─── DATA RECORDS ───

//! # Rill
//!
//! A reactive, immutable state cell: one mutable slot of application
//! state that publishes every transition as a discrete, ordered event
//! and exposes derived, de-duplicated views to many independent
//! observers.
//!
//! ## Core Concepts
//!
//! - **Transitions**: Immutable `{previous, current, action, error}`
//!   records, one per change, observed by everyone in the same order
//! - **Snapshots**: `Arc`-frozen state values chained by copy-on-write,
//!   never mutated after publication
//! - **Changes**: A multicast, replay-latest-one broadcast of the full
//!   transition stream
//! - **Selections**: Shared projections of the state, de-duplicated
//!   against each view's last delivered value
//!
//! ## Example
//!
//! ```
//! use rill::Store;
//!
//! #[derive(Clone)]
//! struct App {
//!     count: u32,
//!     name: String,
//! }
//!
//! let store = Store::new(App { count: 0, name: "rill".into() });
//! let counts = store.select(|app: &App| app.count);
//!
//! store.update(|app| app.count += 1);
//! assert_eq!(counts.latest(), Some(1));
//!
//! let changes = store.changes();
//! let latest = changes.try_recv().unwrap();
//! assert_eq!(latest.current.count, 1);
//! ```

pub mod channel;
pub mod error;
pub mod select;
pub mod snapshot;
pub mod store;
pub mod types;

// Re-exports
pub use channel::{ReplayChannel, Subscription, DEFAULT_BUFFER_SIZE};
pub use error::{BoxError, CommandError, Result, SourceError, StoreError};
pub use select::{Keyed, Selection};
pub use snapshot::{produce, seed};
pub use store::Store;
pub use types::{Snapshot, Transition};
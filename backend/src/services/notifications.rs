//! In-app notification service
//!
//! Notifications are written alongside report changes (see
//! [`crate::services::reports`]) and read back, marked and cleared by their
//! owner only.

use serde::Serialize;
use sqlx::{PgConnection, PgPool};
use uuid::Uuid;

use shared::models::{NewNotification, Notification, Report};

use crate::error::{AppError, AppResult};

pub const REPORT_CREATED_TITLE: &str = "New User Report";
pub const STATUS_UPDATED_TITLE: &str = "Report Status Updated";

/// Characters of the report description quoted in status messages
const DESCRIPTION_PREVIEW_CHARS: usize = 30;

const NOTIFICATION_COLUMNS: &str = "id, user_id, report_id, title, message, is_read, created_at";

/// Notification service
#[derive(Clone)]
pub struct NotificationService {
    db: PgPool,
}

/// Unread notification count
#[derive(Debug, Serialize)]
pub struct UnreadCount {
    pub unread: i64,
}

/// Number of rows touched by a bulk operation
#[derive(Debug, Serialize)]
pub struct BulkResult {
    pub message: String,
    pub affected: u64,
}

impl NotificationService {
    /// Create a new NotificationService instance
    pub fn new(db: PgPool) -> Self {
        Self { db }
    }

    /// Notifications addressed to the user, newest first
    pub async fn list(&self, user_id: Uuid) -> AppResult<Vec<Notification>> {
        let notifications = sqlx::query_as::<_, Notification>(&format!(
            "SELECT {NOTIFICATION_COLUMNS} FROM notifications WHERE user_id = $1 \
             ORDER BY created_at DESC, id"
        ))
        .bind(user_id)
        .fetch_all(&self.db)
        .await?;

        Ok(notifications)
    }

    pub async fn unread_count(&self, user_id: Uuid) -> AppResult<UnreadCount> {
        let unread = sqlx::query_scalar::<_, i64>(
            "SELECT COUNT(*) FROM notifications WHERE user_id = $1 AND is_read = false",
        )
        .bind(user_id)
        .fetch_one(&self.db)
        .await?;

        Ok(UnreadCount { unread })
    }

    /// Mark one of the user's notifications as read
    pub async fn mark_read(&self, user_id: Uuid, notification_id: Uuid) -> AppResult<Notification> {
        sqlx::query_as::<_, Notification>(&format!(
            "UPDATE notifications SET is_read = true WHERE id = $1 AND user_id = $2 \
             RETURNING {NOTIFICATION_COLUMNS}"
        ))
        .bind(notification_id)
        .bind(user_id)
        .fetch_optional(&self.db)
        .await?
        .ok_or_else(|| AppError::NotFound("Notification".to_string()))
    }

    pub async fn mark_all_read(&self, user_id: Uuid) -> AppResult<BulkResult> {
        let affected = sqlx::query(
            "UPDATE notifications SET is_read = true WHERE user_id = $1 AND is_read = false",
        )
        .bind(user_id)
        .execute(&self.db)
        .await?
        .rows_affected();

        Ok(BulkResult {
            message: "All notifications marked as read.".to_string(),
            affected,
        })
    }

    /// Delete one of the user's notifications
    pub async fn delete(&self, user_id: Uuid, notification_id: Uuid) -> AppResult<()> {
        let deleted = sqlx::query("DELETE FROM notifications WHERE id = $1 AND user_id = $2")
            .bind(notification_id)
            .bind(user_id)
            .execute(&self.db)
            .await?
            .rows_affected();

        if deleted == 0 {
            return Err(AppError::NotFound("Notification".to_string()));
        }
        Ok(())
    }

    /// Delete every notification of the user
    pub async fn clear_all(&self, user_id: Uuid) -> AppResult<BulkResult> {
        let affected = sqlx::query("DELETE FROM notifications WHERE user_id = $1")
            .bind(user_id)
            .execute(&self.db)
            .await?
            .rows_affected();

        Ok(BulkResult {
            message: "All notifications cleared.".to_string(),
            affected,
        })
    }
}

/// Write pending notifications on an open connection or transaction
pub(crate) async fn insert_notifications(
    conn: &mut PgConnection,
    notifications: &[NewNotification],
) -> AppResult<()> {
    for notification in notifications {
        sqlx::query(
            r#"
            INSERT INTO notifications (user_id, report_id, title, message)
            VALUES ($1, $2, $3, $4)
            "#,
        )
        .bind(notification.user_id)
        .bind(notification.report_id)
        .bind(&notification.title)
        .bind(&notification.message)
        .execute(&mut *conn)
        .await?;
    }
    Ok(())
}

/// One notification per admin announcing a newly submitted report
pub fn report_created_notifications(
    report: &Report,
    admin_ids: &[Uuid],
) -> Vec<NewNotification> {
    let message = format!(
        "A new report has been submitted by {}.\n\nDescription: {}\nLocation: ({}, {})",
        report.user_email, report.description, report.latitude, report.longitude
    );

    admin_ids
        .iter()
        .map(|admin_id| NewNotification {
            user_id: *admin_id,
            report_id: Some(report.id),
            title: REPORT_CREATED_TITLE.to_string(),
            message: message.clone(),
        })
        .collect()
}

/// The notification sent to a report's owner after a status change
pub fn status_changed_notification(report: &Report) -> NewNotification {
    let preview: String = report
        .description
        .chars()
        .take(DESCRIPTION_PREVIEW_CHARS)
        .collect();

    NewNotification {
        user_id: report.user_id,
        report_id: Some(report.id),
        title: STATUS_UPDATED_TITLE.to_string(),
        message: format!(
            "Your report '{}...' has been marked as '{}'.",
            preview, report.status
        ),
    }
}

───

Copy out the entries in full, exactly as they appear.

//! # Rill
//!
//! A reactive, immutable state cell: one mutable slot of application
//! state that publishes every transition as a discrete, ordered event
//! and exposes derived, de-duplicated views to many independent
//! observers.
//!
//! ## Core Concepts
//!
//! - **Transitions**: Immutable `{previous, current, action, error}`
//!   records, one per change, observed by everyone in the same order
//! - **Snapshots**: `Arc`-frozen state values chained by copy-on-write,
//!   never mutated after publication
//! - **Changes**: A multicast, replay-latest-one broadcast of the full
//!   transition stream
//! - **Selections**: Shared projections of the state, de-duplicated
//!   against each view's last delivered value
//!
//! ## Example
//!
//! ```
//! use rill::Store;
//!
//! #[derive(Clone)]
//! struct App {
//!     count: u32,
//!     name: String,
//! }
//!
//! let store = Store::new(App { count: 0, name: "rill".into() });
//! let counts = store.select(|app: &App| app.count);
//!
//! store.update(|app| app.count += 1);
//! assert_eq!(counts.latest(), Some(1));
//!
//! let changes = store.changes();
//! let latest = changes.try_recv().unwrap();
//! assert_eq!(latest.current.count, 1);
//! ```

pub mod channel;
pub mod error;
pub mod select;
pub mod snapshot;
pub mod store;
pub mod types;

// Re-exports
pub use channel::{ReplayChannel, Subscription, DEFAULT_BUFFER_SIZE};
pub use error::{BoxError, CommandError, Result, SourceError, StoreError};
pub use select::{Keyed, Selection};
pub use snapshot::{produce, seed};
pub use store::Store;
pub use types::{Snapshot, Transition};
filename backend/src/services/notifications.rs
//! In-app notification service
//!
//! Notifications are written alongside report changes (see
//! [`crate::services::reports`]) and read back, marked and cleared by their
//! owner only.

use serde::Serialize;
use sqlx::{PgConnection, PgPool};
use uuid::Uuid;

use shared::models::{NewNotification, Notification, Report};

use crate::error::{AppError, AppResult};

pub const REPORT_CREATED_TITLE: &str = "New User Report";
pub const STATUS_UPDATED_TITLE: &str = "Report Status Updated";

/// Characters of the report description quoted in status messages
const DESCRIPTION_PREVIEW_CHARS: usize = 30;

const NOTIFICATION_COLUMNS: &str = "id, user_id, report_id, title, message, is_read, created_at";

/// Notification service
#[derive(Clone)]
pub struct NotificationService {
    db: PgPool,
}

/// Unread notification count
#[derive(Debug, Serialize)]
pub struct UnreadCount {
    pub unread: i64,
}

/// Number of rows touched by a bulk operation
#[derive(Debug, Serialize)]
pub struct BulkResult {
    pub message: String,
    pub affected: u64,
}

impl NotificationService {
    /// Create a new NotificationService instance
    pub fn new(db: PgPool) -> Self {
        Self { db }
    }

    /// Notifications addressed to the user, newest first
    pub async fn list(&self, user_id: Uuid) -> AppResult<Vec<Notification>> {
        let notifications = sqlx::query_as::<_, Notification>(&format!(
            "SELECT {NOTIFICATION_COLUMNS} FROM notifications WHERE user_id = $1 \
             ORDER BY created_at DESC, id"
        ))
        .bind(user_id)
        .fetch_all(&self.db)
        .await?;

        Ok(notifications)
    }

    pub async fn unread_count(&self, user_id: Uuid) -> AppResult<UnreadCount> {
        let unread = sqlx::query_scalar::<_, i64>(
            "SELECT COUNT(*) FROM notifications WHERE user_id = $1 AND is_read = false",
        )
        .bind(user_id)
        .fetch_one(&self.db)
        .await?;

        Ok(UnreadCount { unread })
    }

    /// Mark one of the user's notifications as read
    pub async fn mark_read(&self, user_id: Uuid, notification_id: Uuid) -> AppResult<Notification> {
        sqlx::query_as::<_, Notification>(&format!(
            "UPDATE notifications SET is_read = true WHERE id = $1 AND user_id = $2 \
             RETURNING {NOTIFICATION_COLUMNS}"
        ))
        .bind(notification_id)
        .bind(user_id)
        .fetch_optional(&self.db)
        .await?
        .ok_or_else(|| AppError::NotFound("Notification".to_string()))
    }

    pub async fn mark_all_read(&self, user_id: Uuid) -> AppResult<BulkResult> {
        let affected = sqlx::query(
            "UPDATE notifications SET is_read = true WHERE user_id = $1 AND is_read = false",
        )
        .bind(user_id)
        .execute(&self.db)
        .await?
        .rows_affected();

        Ok(BulkResult {
            message: "All notifications marked as read.".to_string(),
            affected,
        })
    }

    /// Delete one of the user's notifications
    pub async fn delete(&self, user_id: Uuid, notification_id: Uuid) -> AppResult<()> {
        let deleted = sqlx::query("DELETE FROM notifications WHERE id = $1 AND user_id = $2")
            .bind(notification_id)
            .bind(user_id)
            .execute(&self.db)
            .await?
            .rows_affected();

        if deleted == 0 {
            return Err(AppError::NotFound("Notification".to_string()));
        }
        Ok(())
    }

    /// Delete every notification of the user
    pub async fn clear_all(&self, user_id: Uuid) -> AppResult<BulkResult> {
        let affected = sqlx::query("DELETE FROM notifications WHERE user_id = $1")
            .bind(user_id)
            .execute(&self.db)
            .await?
            .rows_affected();

        Ok(BulkResult {
            message: "All notifications cleared.".to_string(),
            affected,
        })
    }
}

/// Write pending notifications on an open connection or transaction
pub(crate) async fn insert_notifications(
    conn: &mut PgConnection,
    notifications: &[NewNotification],
) -> AppResult<()> {
    for notification in notifications {
        sqlx::query(
            r#"
            INSERT INTO notifications (user_id, report_id, title, message)
            VALUES ($1, $2, $3, $4)
            "#,
        )
        .bind(notification.user_id)
        .bind(notification.report_id)
        .bind(&notification.title)
        .bind(&notification.message)
        .execute(&mut *conn)
        .await?;
    }
    Ok(())
}

/// One notification per admin announcing a newly submitted report
pub fn report_created_notifications(
    report: &Report,
    admin_ids: &[Uuid],
) -> Vec<NewNotification> {
    let message = format!(
        "A new report has been submitted by {}.\n\nDescription: {}\nLocation: ({}, {})",
        report.user_email, report.description, report.latitude, report.longitude
    );

    admin_ids
        .iter()
        .map(|admin_id| NewNotification {
            user_id: *admin_id,
            report_id: Some(report.id),
            title: REPORT_CREATED_TITLE.to_string(),
            message: message.clone(),
        })
        .collect()
}

/// The notification sent to a report's owner after a status change
pub fn status_changed_notification(report: &Report) -> NewNotification {
    let preview: String = report
        .description
        .chars()
        .take(DESCRIPTION_PREVIEW_CHARS)
        .collect();

    NewNotification {
        user_id: report.user_id,
        report_id: Some(report.id),
        title: STATUS_UPDATED_TITLE.to_string(),
        message: format!(
            "Your report '{}...' has been marked as '{}'.",
            preview, report.status
        ),
    }
}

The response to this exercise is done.